Zicari, A, Ticconi, C, Ietta, F, Belmonte, A, Bechi, N, Realacci, M, Di Vito, M, Arcuri, F, Russo, M, Piccione, E, et al
Journal of the Society for Gynecologic Investigation. 2006;(4):263-70
Abstract
OBJECTIVES Macrophage migration inhibitory factor (MIF), a multifunctional proinflammatory cytokine, has been recently involved in many aspects of reproduction including pregnancy. However, no evidence is available on the role of MIF in gestational tissues nor on factors regulating MIF production. This study, conducted on explants of human fetal membranes at term gestation, has been undertaken to investigate whether: (1) MIF is produced by fetal membranes; (2) nitric oxide (NO) can regulate local MIF production; and (3) MIF, in turn, can influence NO release in these tissues. METHODS Tissues were obtained from 56 healthy women who underwent elective cesarean delivery.

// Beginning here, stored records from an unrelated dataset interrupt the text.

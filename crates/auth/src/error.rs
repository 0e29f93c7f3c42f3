//! Account error types.

use blood_store::StoreError;
use thiserror::Error;

use crate::ValidationErrors;

/// Errors that can occur during account operations.
#[derive(Debug, Error)]
pub enum AuthError {
    /// One or more signup fields were rejected.
    #[error("Invalid signup: {0}")]
    Validation(ValidationErrors),

    /// Another account already uses this email.
    #[error("Email already registered")]
    EmailTaken,

    /// Unknown email or wrong password.
    #[error("Invalid email or password")]
    InvalidCredentials,

    /// The store failed; nothing was written.
    #[error("An error occurred while saving the account")]
    Persistence(#[from] StoreError),
}

/// Result type for account operations.
pub type AuthResult<T> = Result<T, AuthError>;
//! Storage for the blood bank.
//!
//! This crate provides a storage abstraction over the three collections the
//! application keeps (`users`, `bloodRequests`, `donations`) plus the
//! `currentUser` session entry. It ships an in-memory backend for tests and a
//! JSON document backend for the command line app.

mod error;
mod file;
mod memory;
mod traits;

pub use error::*;
pub use file::*;
pub use memory::*;
pub use traits::*;
//! Salted password hashing.
//!
//! Stored form: `sha256$<salt>$<digest>`, both parts base64 without padding,
//! where digest = SHA-256(salt || password).

use base64::{engine::general_purpose::STANDARD_NO_PAD, Engine};
use rand::Rng;
use sha2::{Digest, Sha256};

const SCHEME: &str = "sha256";
const SALT_LEN: usize = 16;

/// Hashes `password` with a fresh random salt.
pub fn hash_password(password: &str) -> String {
    let mut rng = rand::rng();
    let salt: Vec<u8> = (0..SALT_LEN).map(|_| rng.random::<u8>()).collect();
    encode(&salt, password)
}

/// Checks `password` against a value produced by [`hash_password`].
///
/// Malformed stored values never verify.
pub fn verify_password(password: &str, stored: &str) -> bool {
    let mut parts = stored.split('$');
    let (Some(SCHEME), Some(salt), Some(_), None) =
        (parts.next(), parts.next(), parts.next(), parts.next())
    else {
        return false;
    };
    let Ok(salt) = STANDARD_NO_PAD.decode(salt) else {
        return false;
    };

    constant_time_eq(encode(&salt, password).as_bytes(), stored.as_bytes())
}

fn encode(salt: &[u8], password: &str) -> String {
    let mut hasher = Sha256::new();
    hasher.update(salt);
    hasher.update(password.as_bytes());
    let digest = hasher.finalize();

    format!(
        "{SCHEME}${}${}",
        STANDARD_NO_PAD.encode(salt),
        STANDARD_NO_PAD.encode(digest)
    )
}

fn constant_time_eq(a: &[u8], b: &[u8]) -> bool {
    a.len() == b.len() && a.iter().zip(b).fold(0u8, |acc, (x, y)| acc | (x ^ y)) == 0
}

Fetal membranes have been incubated with either sodium nitroprusside (NP), a NO donor, or recombinant MIF (r-MIF), or a specific anti-MIF antibody (MIF-Ab). Reverse transcriptase-polymerase chain reaction (RT-PCR), Western blot, enzyme-linked immunosorbent assay (ELISA), and colorimetric assay have been used to detect MIF mRNA and protein, inducible nitric oxide synthase (iNOS), and NO metabolites. RESULTS Fetal membranes basally express MIF mRNA and protein and release MIF. Exposing tissues to NP results in an increase of MIF mRNA expression and protein release. Conversely, treatment of tissues with MIF is followed by a reduction in iNOS mRNA and protein expression as well as in NO release. These effects are reversed by adding MIF-Ab. CONCLUSIONS MIF is generated and released by human fetal membranes at term. MIF mRNA and protein expression and release are modulated by NO. MIF, in turn, can reduce iNOS expression and NO release by these tissues. NO could be a regulator of MIF production in pregnancy and labor.